Israël bouc émissaire
Comme d’habitude, la presse
égyptienne rend Israël responsable de la situation : le traité de paix ne
limite-t-il pas l’effectif des troupes dans la région frontalière, ce qui ne
permet pas aux Égyptiens de rétablir l’ordre? Elle se garde de mentionner
qu’Israël a accordé une dérogation temporaire qui rend l’envoi de renforts
possible, mais que l’Égypte n’a envoyé que la moitié de ces renforts.
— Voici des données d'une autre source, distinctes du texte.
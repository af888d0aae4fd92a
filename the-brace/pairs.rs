//! Delimiter catalog.
//!
//! The fixed set of opening/closing pairs brace completion can track:
//!
//! ```text
//! { }   [ ]   ( )   < >   ' '   " "
//! ```
//!
//! Quote pairs are *symmetric*: the same character opens and closes them. A
//! tracking session tells the two roles apart purely by where the caret sits
//! relative to the closer it inserted, never by looking at syntax.

use std::fmt;

use thiserror::Error;

#[derive(Debug, Error, PartialEq, Eq)]
#[non_exhaustive]
pub enum CatalogError {
  #[error("opening delimiter {opening:?} is registered more than once")]
  DuplicateOpening { opening: char },
}

/// An opening/closing delimiter pair.
#[derive(Debug, Clone, Copy, PartialEq, Eq, Hash)]
pub struct DelimiterPair {
  pub opening: char,
  pub closing: char,
}

impl DelimiterPair {
  pub const fn new(opening: char, closing: char) -> Self {
    Self { opening, closing }
  }

  /// true if opening == closing
  pub const fn is_symmetric(&self) -> bool {
    self.opening == self.closing
  }
}

impl From<(char, char)> for DelimiterPair {
  fn from((opening, closing): (char, char)) -> Self {
    Self::new(opening, closing)
  }
}

impl fmt::Display for DelimiterPair {
  fn fmt(&self, f: &mut fmt::Formatter<'_>) -> fmt::Result {
    write!(f, "{}{}", self.opening, self.closing)
  }
}

pub const CURLY: DelimiterPair = DelimiterPair::new('{', '}');
pub const SQUARE: DelimiterPair = DelimiterPair::new('[', ']');
pub const SINGLE_QUOTE: DelimiterPair = DelimiterPair::new('\'', '\'');
pub const DOUBLE_QUOTE: DelimiterPair = DelimiterPair::new('"', '"');
pub const PAREN: DelimiterPair = DelimiterPair::new('(', ')');
pub const ANGLE: DelimiterPair = DelimiterPair::new('<', '>');

/// Every pair the catalog knows, in registration order.
pub const CATALOG: &[DelimiterPair] = &[CURLY, SQUARE, SINGLE_QUOTE, DOUBLE_QUOTE, PAREN, ANGLE];

pub fn lookup_by_opening(opening: char) -> Option<DelimiterPair> {
  match opening {
    '{' => Some(CURLY),
    '[' => Some(SQUARE),
    '\'' => Some(SINGLE_QUOTE),
    '"' => Some(DOUBLE_QUOTE),
    '(' => Some(PAREN),
    '<' => Some(ANGLE),
    _ => None,
  }
}

/// Reject pair sets where two entries share an opening character.
pub fn validate_catalog(pairs: &[DelimiterPair]) -> Result<(), CatalogError> {
  for (idx, pair) in pairs.iter().enumerate() {
    if pairs[..idx].iter().any(|seen| seen.opening == pair.opening) {
      return Err(CatalogError::DuplicateOpening {
        opening: pair.opening,
      });
    }
  }
  Ok(())
}
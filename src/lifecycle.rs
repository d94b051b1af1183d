// Lifecycle orchestrator
//
// Weekly cadence: drop unused indexes, rebuild bloated ones, refresh stale
// planner statistics. Monthly cadence: VACUUM ANALYZE the tables that gained
// or rebuilt indexes since the last pass. Cadence stamps live in memory; a
// restart just means the next due check fires sooner.
//
// Every step is fault-isolated. One failing table or index logs, lands in
// the report's error list, and the pass moves on.

use std::collections::BTreeSet;
use std::sync::{Arc, Mutex};

use chrono::{DateTime, Duration, Utc};
use serde::Serialize;
use sqlx::Connection;
use tracing::{debug, info, warn};

use crate::audit::{AuditEvent, AuditSink};
use crate::config::{LifecycleConfig, ThrottleConfig};
use crate::database::{Database, IndexUsageRow, catalog};
use crate::error::{CuratorError, Result};
use crate::health::{self, HealthStatus, HealthThresholds, IndexHealthRecord};
use crate::locks::{LockCoordinator, LockKind};
use crate::resilience::SafeOperations;
use crate::throttle::ThrottleGovernor;

/// An index the cleanup step dropped (or would drop, in dry-run).
#[derive(Debug, Clone, Serialize)]
pub struct RemovedIndex {
    pub schema_name: String,
    pub index_name: String,
    pub table_name: String,
    pub size_bytes: i64,
    pub index_scans: i64,
    /// False in dry-run mode
    pub removed: bool,
}

/// How a rebuild was performed.
#[derive(Debug, Clone, Copy, PartialEq, Eq, Serialize)]
#[serde(rename_all = "snake_case")]
pub enum ReindexMode {
    Concurrent,
    Blocking,
    DryRun,
}
impl SafeOperations {
    pub fn new(
        db: Arc<Database>,
        tracker: Arc<BuildTracker>,
        metrics: Arc<SafeguardMetrics>,
        audit: Option<Arc<dyn AuditSink>>,
        operations: &OperationConfig,
        integrity: &IntegrityConfig,
    ) -> Self {
        Self {
            db,
            registry: OperationRegistry::new(),
            tracker,
            metrics,
            audit,
            enabled: AtomicBool::new(true),
            max_operation_age: Duration::seconds(operations.max_duration_seconds as i64),
            remediate_by_default: integrity.remediate,
            known_issues: Mutex::new(HashSet::new()),
        }
    }

    pub fn is_enabled(&self) -> bool {
        self.enabled.load(Ordering::SeqCst)
    }

    /// Kill switch. While disabled every safe scope fails fast with Disabled.
    pub fn set_enabled(&self, enabled: bool) {
        self.enabled.store(enabled, Ordering::SeqCst);
        if enabled {
            info!("Mutating operations enabled");
        } else {
            warn!("🛑 Mutating operations disabled");
        }
    }

    pub fn active_operations(&self) -> Vec<ActiveOperation> {
        self.registry.active()
    }

    /// Run a mutating operation inside a safe scope: kill-switch gate,
    /// exclusive registration on `resource`, explicit READ COMMITTED
    /// transaction, commit on success, rollback on failure.
    ///
    /// A failed rollback escalates to `RollbackFailure` and a critical log
    /// line; the original error rides along in the detail.
    pub async fn run<T, F>(&self, name: &str, resource: &str, operation: F) -> Result<T>
    where
        T: Send,
        F: for<'c> FnOnce(&'c mut Transaction<'static, Postgres>) -> BoxFuture<'c, Result<T>>
            + Send,
    {
        if !self.is_enabled() {
            return Err(CuratorError::Disabled);
        }

        let _ticket = self.registry.begin(name, resource)?;

        let mut tx = self.db.pool().begin().await?;
        sqlx::query("SET TRANSACTION ISOLATION LEVEL READ COMMITTED")
            .execute(&mut *tx)
            .await?;

        match operation(&mut tx).await {
            Ok(value) => {
                tx.commit().await?;
                debug!("Operation '{}' on '{}' committed", name, resource);
                Ok(value)
            }
            Err(original) => {
                if let Err(rollback_err) = tx.rollback().await {
                    self.metrics.record_rollback_failure();
                    error!(
                        "🚨 CRITICAL: rollback failed for '{}' on '{}': {} (original error: {})",
                        name, resource, rollback_err, original
                    );
                    self.emit(AuditEvent::RollbackFailure {
                        operation: name.to_string(),
                        resource: resource.to_string(),
                        detail: rollback_err.to_string(),
                    })
                    .await;
                    return Err(CuratorError::RollbackFailure {
                        operation: name.to_string(),
                        detail: format!("{} (original error: {})", rollback_err, original),
                    });
                }
                warn!(
                    "↩️ Rolled back '{}' on '{}' after error: {}",
                    name, resource, original
                );
                Err(original)
            }
        }
    }

    async fn emit(&self, event: AuditEvent) {
        if let Some(sink) = &self.audit {
            sink.record(event).await;
        }
    }

    /// Sweep the catalog and registries for integrity damage. The report
    /// carries every issue currently present so remediation never skips a
    /// repeat finding; `newly_observed` / `previously_known` split them by
    /// whether the previous sweep already saw them, and only new ones raise
    /// alerts.
    pub async fn check_database_integrity(&self) -> Result<IntegrityReport> {
        let pool = self.db.pool();
        let invalid = catalog::invalid_indexes(pool).await?;
        let orphaned = catalog::orphaned_indexes(pool).await?;
        let stale_locks = catalog::stale_advisory_locks(pool).await?;
        let stuck = self
            .registry
            .stuck_at(Utc::now(), self.max_operation_age);

        let mut current_keys = HashSet::new();
        for row in &invalid {
            current_keys.insert(format!("invalid:{}.{}", row.schema_name, row.index_name));
        }
        for row in &orphaned {
            current_keys.insert(format!("orphaned:{}.{}", row.schema_name, row.index_name));
        }
        for row in &stale_locks {
            current_keys.insert(format!("advisory:{}", row.key));
        }
        for op in &stuck {
            current_keys.insert(format!("stuck:{}", op.operation_id));
        }

        let (newly_observed, previously_known) = {
            let mut known_issues = self.known_issues.lock().unwrap();
            split_issue_novelty(&mut known_issues, current_keys)
        };

        let report = IntegrityReport {
            checked_at: Utc::now(),
            invalid_indexes: invalid,
            orphaned_indexes: orphaned,
            stale_advisory_locks: stale_locks,
            stuck_operations: stuck,
            newly_observed,
            previously_known,
        };

        if report.newly_observed > 0 {
            warn!(
                "⚠️ Integrity sweep found {} new issues ({} still open from earlier sweeps): {}",
                report.newly_observed, report.previously_known, report.summary()
            );
            self.metrics
                .record_integrity_issues(report.newly_observed as u64);
            self.emit(AuditEvent::IntegrityIssuesFound {
                total: report.issue_count(),
                summary: report.summary(),
            })
            .await;
        } else if !report.is_clean() {
            debug!(
                "Integrity sweep: no new issues, {} known issues still open",
                report.previously_known
            );
        } else {
            debug!("Integrity sweep clean");
        }

        Ok(report)
    }

    /// Run the cleanup routine for each issue category in `report`. Every
    /// routine is idempotent; re-running over the same report is safe, and a
    /// fix that fails here comes back on the next sweep's report.
    pub async fn remediate(&self, report: &IntegrityReport) -> Result<IntegrityRemediation> {
        let mut remediation = IntegrityRemediation::default();

        // Invalid indexes: drop, except those mid-build right now. An
        // in-flight CREATE INDEX CONCURRENTLY shows an invalid entry by
        // design until it finishes.
        let in_flight: HashSet<String> = self
            .tracker
            .active_builds()
            .into_iter()
            .map(|b| b.index_name)
            .collect();
        for row in &report.invalid_indexes {
            if in_flight.contains(&row.index_name) {
                remediation.invalid_skipped_in_build += 1;
                continue;
            }
            let mut conn = self.db.dedicated_connection().await?;
            let dropped =
                catalog::drop_index(&mut conn, &row.schema_name, &row.index_name, false).await;
            conn.close().await.ok();
            match dropped {
                Ok(()) => {
                    info!(
                        "🧹 Dropped invalid index '{}.{}' left by a failed build",
                        row.schema_name, row.index_name
                    );
                    remediation.invalid_dropped += 1;
                }
                Err(e) => warn!(
                    "Could not drop invalid index '{}.{}': {}",
                    row.schema_name, row.index_name, e
                ),
            }
        }

        // Orphaned entries: attempt the drop; failures stay in the report
        // stream as alerts.
        for row in &report.orphaned_indexes {
            let mut conn = self.db.dedicated_connection().await?;
            let dropped =
                catalog::drop_index(&mut conn, &row.schema_name, &row.index_name, false).await;
            conn.close().await.ok();
            match dropped {
                Ok(()) => {
                    warn!(
                        "🧹 Dropped orphaned index entry '{}.{}'",
                        row.schema_name, row.index_name
                    );
                    remediation.orphans_dropped += 1;
                }
                Err(e) => error!(
                    "Orphaned index '{}.{}' could not be dropped: {}; manual repair needed",
                    row.schema_name, row.index_name, e
                ),
            }
        }

        // Stale advisory locks: release anything this engine's sessions may
        // have leaked. Locks owned by other applications are report-only.
        if !report.stale_advisory_locks.is_empty() {
            let mut conn = self.db.dedicated_connection().await?;
            catalog::advisory_unlock_all(&mut conn).await?;
            conn.close().await.ok();
            remediation.own_session_locks_released = true;
            for lock in &report.stale_advisory_locks {
                warn!(
                    "Stale advisory lock {} (pid {}) has no live session",
                    lock.key, lock.pid
                );
            }
        }

        // Stuck operations: clear the registration so the resource unblocks.
        if !report.stuck_operations.is_empty() {
            let cleared = self
                .registry
                .clear_stuck_at(Utc::now(), self.max_operation_age);
            remediation.operations_cleared = cleared.len();
        }

        let fixed = remediation.invalid_dropped
            + remediation.orphans_dropped
            + remediation.operations_cleared;
        if fixed > 0 {
            self.metrics.record_integrity_remediated(fixed as u64);
            info!(
                "Integrity remediation: {} invalid dropped, {} orphans dropped, {} operations cleared",
                remediation.invalid_dropped,
                remediation.orphans_dropped,
                remediation.operations_cleared
            );
        }

        Ok(remediation)
    }

    /// One background sweep cycle: check, then remediate when configured.
    pub async fn run_integrity_sweep(&self) -> Result<(IntegrityReport, Option<IntegrityRemediation>)> {
        let report = self.check_database_integrity().await?;
        if self.remediate_by_default && !report.is_clean() {
            let remediation = self.remediate(&report).await?;
            return Ok((report, Some(remediation)));
        }
        Ok((report, None))
    }

    #[cfg(test)]
    pub(crate) fn registry(&self) -> &OperationRegistry {
        &self.registry
    }
}
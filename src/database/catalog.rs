// Catalog queries and DDL
//
// All reads come from pg_catalog / pg_stat views and decode into the typed
// rows in types.rs. Statements that PostgreSQL refuses to run inside a
// transaction (CONCURRENTLY variants, VACUUM) take a dedicated connection,
// never the pool; everything else is generic over the executor so callers
// can route reads through an open transaction.

use sqlx::{PgConnection, PgExecutor};
use tracing::debug;

use crate::error::Result;
use crate::utils::sql::qualified;

use super::types::{
    ActiveStatementRow, BuildProgressRow, IndexUsageRow, IndexValidityRow, InvalidIndexRow,
    OrphanedIndexRow, StaleAdvisoryLockRow, StaleStatisticsRow,
};

/// Does a relation of kind 'r' (ordinary table) exist under this schema?
pub async fn table_exists<'e, E>(executor: E, schema: &str, table: &str) -> Result<bool>
where
    E: PgExecutor<'e>,
{
    let exists: bool = sqlx::query_scalar(
        r#"
        SELECT EXISTS (
            SELECT 1
            FROM pg_class c
            JOIN pg_namespace n ON n.oid = c.relnamespace
            WHERE c.relkind IN ('r', 'p') AND c.relname = $1 AND n.nspname = $2
        )
        "#,
    )
    .bind(table)
    .bind(schema)
    .fetch_one(executor)
    .await?;
    Ok(exists)
}

/// Does an index with this name exist under this schema?
pub async fn index_exists<'e, E>(executor: E, schema: &str, index: &str) -> Result<bool>
where
    E: PgExecutor<'e>,
{
    let exists: bool = sqlx::query_scalar(
        r#"
        SELECT EXISTS (
            SELECT 1
            FROM pg_class c
            JOIN pg_namespace n ON n.oid = c.relnamespace
            WHERE c.relkind = 'i' AND c.relname = $1 AND n.nspname = $2
        )
        "#,
    )
    .bind(index)
    .bind(schema)
    .fetch_one(executor)
    .await?;
    Ok(exists)
}

/// Validity, readiness and liveness flags for one index. None when the index
/// is not in the catalog at all.
pub async fn index_validity<'e, E>(
    executor: E,
    schema: &str,
    index: &str,
) -> Result<Option<IndexValidityRow>>
where
    E: PgExecutor<'e>,
{
    let row = sqlx::query_as::<_, IndexValidityRow>(
        r#"
        SELECT c.relname::text AS index_name,
               i.indisvalid    AS is_valid,
               i.indisready    AS is_ready,
               i.indislive     AS is_live
        FROM pg_index i
        JOIN pg_class c ON c.oid = i.indexrelid
        JOIN pg_namespace n ON n.oid = c.relnamespace
        WHERE c.relname = $1 AND n.nspname = $2
        "#,
    )
    .bind(index)
    .bind(schema)
    .fetch_optional(executor)
    .await?;
    Ok(row)
}

/// Drop an index. The concurrent form takes a dedicated autocommit
/// connection; PostgreSQL rejects it inside a transaction.
pub async fn drop_index(
    conn: &mut PgConnection,
    schema: &str,
    index: &str,
    concurrently: bool,
) -> Result<()> {
    let statement = format!(
        "DROP INDEX {}IF EXISTS {}",
        if concurrently { "CONCURRENTLY " } else { "" },
        qualified(schema, index)
    );
    debug!("Executing: {}", statement);
    sqlx::query(&statement).execute(&mut *conn).await?;
    Ok(())
}

/// Whether this server has pg_stat_progress_create_index (PostgreSQL 12+).
/// Degrades to false on any error so progress reporting can fall back.
pub async fn supports_progress_view<'e, E>(executor: E) -> bool
where
    E: PgExecutor<'e>,
{
    let check: Result<Option<bool>> = async {
        let present: Option<bool> = sqlx::query_scalar(
            "SELECT to_regclass('pg_catalog.pg_stat_progress_create_index') IS NOT NULL",
        )
        .fetch_optional(executor)
        .await?;
        Ok(present)
    }
    .await;
    matches!(check, Ok(Some(true)))
}

/// Live progress for a concurrent index build, matched by index or table
/// name. None when no build is visible in the progress view.
pub async fn build_progress<'e, E>(
    executor: E,
    index: &str,
    table: &str,
) -> Result<Option<BuildProgressRow>>
where
    E: PgExecutor<'e>,
{
    let row = sqlx::query_as::<_, BuildProgressRow>(
        r#"
        SELECT p.phase::text            AS phase,
               p.tuples_done::bigint    AS tuples_done,
               p.tuples_total::bigint   AS tuples_total
        FROM pg_stat_progress_create_index p
        LEFT JOIN pg_class ic ON ic.oid = p.index_relid
        LEFT JOIN pg_class tc ON tc.oid = p.relid
        WHERE ic.relname = $1 OR tc.relname = $2
        LIMIT 1
        "#,
    )
    .bind(index)
    .bind(table)
    .fetch_optional(executor)
    .await?;
    Ok(row)
}

/// Fallback progress source: the raw CREATE INDEX statement in
/// pg_stat_activity, for servers without the progress view.
pub async fn active_build_statement<'e, E>(
    executor: E,
    index: &str,
) -> Result<Option<ActiveStatementRow>>
where
    E: PgExecutor<'e>,
{
    let row = sqlx::query_as::<_, ActiveStatementRow>(
        r#"
        SELECT query,
               EXTRACT(EPOCH FROM (now() - query_start))::double precision AS running_seconds
        FROM pg_stat_activity
        WHERE state <> 'idle'
          AND query ILIKE 'CREATE%INDEX%'
          AND query ILIKE '%' || $1 || '%'
          AND pid <> pg_backend_pid()
        LIMIT 1
        "#,
    )
    .bind(index)
    .fetch_optional(executor)
    .await?;
    Ok(row)
}

/// Usage statistics for every index in a schema, joined with uniqueness and
/// constraint flags so cleanup can exclude what must never be dropped.
pub async fn index_usage<'e, E>(executor: E, schema: &str) -> Result<Vec<IndexUsageRow>>
where
    E: PgExecutor<'e>,
{
    let rows = sqlx::query_as::<_, IndexUsageRow>(
        r#"
        SELECT s.schemaname::text        AS schema_name,
               s.relname::text           AS table_name,
               s.indexrelname::text      AS index_name,
               s.idx_scan::bigint        AS index_scans,
               s.idx_tup_read::bigint    AS tuples_read,
               s.idx_tup_fetch::bigint   AS tuples_fetched,
               pg_relation_size(s.indexrelid) AS size_bytes,
               i.indisunique             AS is_unique,
               i.indisprimary            AS is_primary,
               EXISTS (
                   SELECT 1 FROM pg_constraint con WHERE con.conindid = s.indexrelid
               )                         AS supports_constraint
        FROM pg_stat_user_indexes s
        JOIN pg_index i ON i.indexrelid = s.indexrelid
        WHERE s.schemaname = $1
        ORDER BY s.relname, s.indexrelname
        "#,
    )
    .bind(schema)
    .fetch_all(executor)
    .await?;
    Ok(rows)
}

/// Indexes left invalid by failed concurrent builds, across all user schemas.
pub async fn invalid_indexes<'e, E>(executor: E) -> Result<Vec<InvalidIndexRow>>
where
    E: PgExecutor<'e>,
{
    let rows = sqlx::query_as::<_, InvalidIndexRow>(
        r#"
        SELECT n.nspname::text  AS schema_name,
               ic.relname::text AS index_name,
               tc.relname::text AS table_name
        FROM pg_index i
        JOIN pg_class ic ON ic.oid = i.indexrelid
        JOIN pg_class tc ON tc.oid = i.indrelid
        JOIN pg_namespace n ON n.oid = ic.relnamespace
        WHERE NOT i.indisvalid
          AND n.nspname NOT IN ('pg_catalog', 'pg_toast', 'information_schema')
        ORDER BY n.nspname, ic.relname
        "#,
    )
    .fetch_all(executor)
    .await?;
    Ok(rows)
}

/// Index catalog entries whose parent table row is gone. Should always be
/// empty; anything here is catalog damage worth alerting on.
pub async fn orphaned_indexes<'e, E>(executor: E) -> Result<Vec<OrphanedIndexRow>>
where
    E: PgExecutor<'e>,
{
    let rows = sqlx::query_as::<_, OrphanedIndexRow>(
        r#"
        SELECT n.nspname::text  AS schema_name,
               ic.relname::text AS index_name
        FROM pg_index i
        JOIN pg_class ic ON ic.oid = i.indexrelid
        JOIN pg_namespace n ON n.oid = ic.relnamespace
        LEFT JOIN pg_class tc ON tc.oid = i.indrelid
        WHERE tc.oid IS NULL
        "#,
    )
    .fetch_all(executor)
    .await?;
    Ok(rows)
}

/// Advisory locks whose backing session is no longer in pg_stat_activity.
pub async fn stale_advisory_locks<'e, E>(executor: E) -> Result<Vec<StaleAdvisoryLockRow>>
where
    E: PgExecutor<'e>,
{
    let rows = sqlx::query_as::<_, StaleAdvisoryLockRow>(
        r#"
        SELECT ((l.classid::bigint << 32) | l.objid::bigint) AS key,
               COALESCE(l.pid, 0) AS pid,
               l.granted          AS granted
        FROM pg_locks l
        LEFT JOIN pg_stat_activity a ON a.pid = l.pid
        WHERE l.locktype = 'advisory'
          AND a.pid IS NULL
        "#,
    )
    .fetch_all(executor)
    .await?;
    Ok(rows)
}

/// Release every advisory lock held by this session. Idempotent.
pub async fn advisory_unlock_all(conn: &mut PgConnection) -> Result<()> {
    sqlx::query("SELECT pg_advisory_unlock_all()")
        .execute(&mut *conn)
        .await?;
    Ok(())
}

/// Tables whose planner statistics are older than `staleness_days` or that
/// have accumulated heavy churn since the last analyze.
pub async fn tables_with_stale_statistics<'e, E>(
    executor: E,
    schema: &str,
    staleness_days: i64,
) -> Result<Vec<StaleStatisticsRow>>
where
    E: PgExecutor<'e>,
{
    let rows = sqlx::query_as::<_, StaleStatisticsRow>(
        r#"
        SELECT s.schemaname::text AS schema_name,
               s.relname::text    AS table_name,
               COALESCE(s.last_analyze, s.last_autoanalyze) AS last_analyze,
               s.n_mod_since_analyze::bigint AS modifications_since_analyze
        FROM pg_stat_user_tables s
        WHERE s.schemaname = $1
          AND (
               COALESCE(s.last_analyze, s.last_autoanalyze) IS NULL
               OR COALESCE(s.last_analyze, s.last_autoanalyze) < now() - make_interval(days => $2::int)
               OR s.n_mod_since_analyze > 10000
          )
        ORDER BY s.relname
        "#,
    )
    .bind(schema)
    .bind(staleness_days as i32)
    .fetch_all(executor)
    .await?;
    Ok(rows)
}

/// Days covered by this database's statistics collector, None when the
/// counters have never been reset (age unknown).
pub async fn statistics_window_days<'e, E>(executor: E) -> Result<Option<f64>>
where
    E: PgExecutor<'e>,
{
    let days: Option<Option<f64>> = sqlx::query_scalar(
        r#"
        SELECT (EXTRACT(EPOCH FROM (now() - stats_reset)) / 86400.0)::double precision
        FROM pg_stat_database
        WHERE datname = current_database()
        "#,
    )
    .fetch_optional(executor)
    .await?;
    Ok(days.flatten())
}

/// Refresh planner statistics for one table. Safe anywhere, including inside
/// a transaction.
pub async fn analyze_table<'e, E>(executor: E, schema: &str, table: &str) -> Result<()>
where
    E: PgExecutor<'e>,
{
    let statement = format!("ANALYZE {}", qualified(schema, table));
    debug!("Executing: {}", statement);
    sqlx::query(&statement).execute(executor).await?;
    Ok(())
}

/// VACUUM ANALYZE one table on a dedicated autocommit connection.
pub async fn vacuum_analyze(conn: &mut PgConnection, schema: &str, table: &str) -> Result<()> {
    let statement = format!("VACUUM (ANALYZE) {}", qualified(schema, table));
    debug!("Executing: {}", statement);
    sqlx::query(&statement).execute(&mut *conn).await?;
    Ok(())
}

/// Rebuild an index without blocking writers. Dedicated connection only.
pub async fn reindex_concurrently(conn: &mut PgConnection, schema: &str, index: &str) -> Result<()> {
    let statement = format!("REINDEX INDEX CONCURRENTLY {}", qualified(schema, index));
    debug!("Executing: {}", statement);
    sqlx::query(&statement).execute(&mut *conn).await?;
    Ok(())
}

/// Blocking rebuild. Takes exclusive locks; only reached through the
/// explicit fallback switch.
pub async fn reindex_blocking(conn: &mut PgConnection, schema: &str, index: &str) -> Result<()> {
    let statement = format!("REINDEX INDEX {}", qualified(schema, index));
    debug!("Executing: {}", statement);
    sqlx::query(&statement).execute(&mut *conn).await?;
    Ok(())
}

/// Apply a session statement_timeout on a dedicated connection.
pub async fn set_statement_timeout(conn: &mut PgConnection, millis: u64) -> Result<()> {
    let statement = format!("SET statement_timeout = {}", millis);
    sqlx::query(&statement).execute(&mut *conn).await?;
    Ok(())
}

/// Numeric server version, e.g. 150004 for 15.4.
pub async fn server_version_num<'e, E>(executor: E) -> Result<i32>
where
    E: PgExecutor<'e>,
{
    let version: i32 = sqlx::query_scalar("SELECT current_setting('server_version_num')::int")
        .fetch_one(executor)
        .await?;
    Ok(version)
}

/// Human-readable server version for the startup banner.
pub async fn server_version<'e, E>(executor: E) -> Result<String>
where
    E: PgExecutor<'e>,
{
    let version: String = sqlx::query_scalar("SHOW server_version")
        .fetch_one(executor)
        .await?;
    Ok(version)
}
Le fait est que l’on n’en est
plus là. S’il veut vraiment rétablir la situation, le gouvernement égyptien
doit d’urgence prendre à pleines mains le dossier du Sinaï, parler avec
les chefs des tribus bédouines et avec les jeunes et commencer à traiter les
problèmes brûlants qui sont à la base de la violence. Israël pour sa part
regarde, impuissant, la péninsule se transformer en zone de non-droit où
Hamas et Jihad préparent et exécutent leurs attaques contre la frontière
commune. La situation risque de s’aggraver encore, lorsque ce seront les
Frères Musulmans qui formeront le prochain gouvernement. Ils ont déjà déclaré
leur volonté d’ouvrir la frontière entre Gaza et l’Égypte. Pour le moment le
parlement n’est pas en mesure de mettre en œuvre cet objectif. Que se
passera-t-il quand un président sera élu, un gouvernement formé et que
l’armée sera retournée dans ses casernes ?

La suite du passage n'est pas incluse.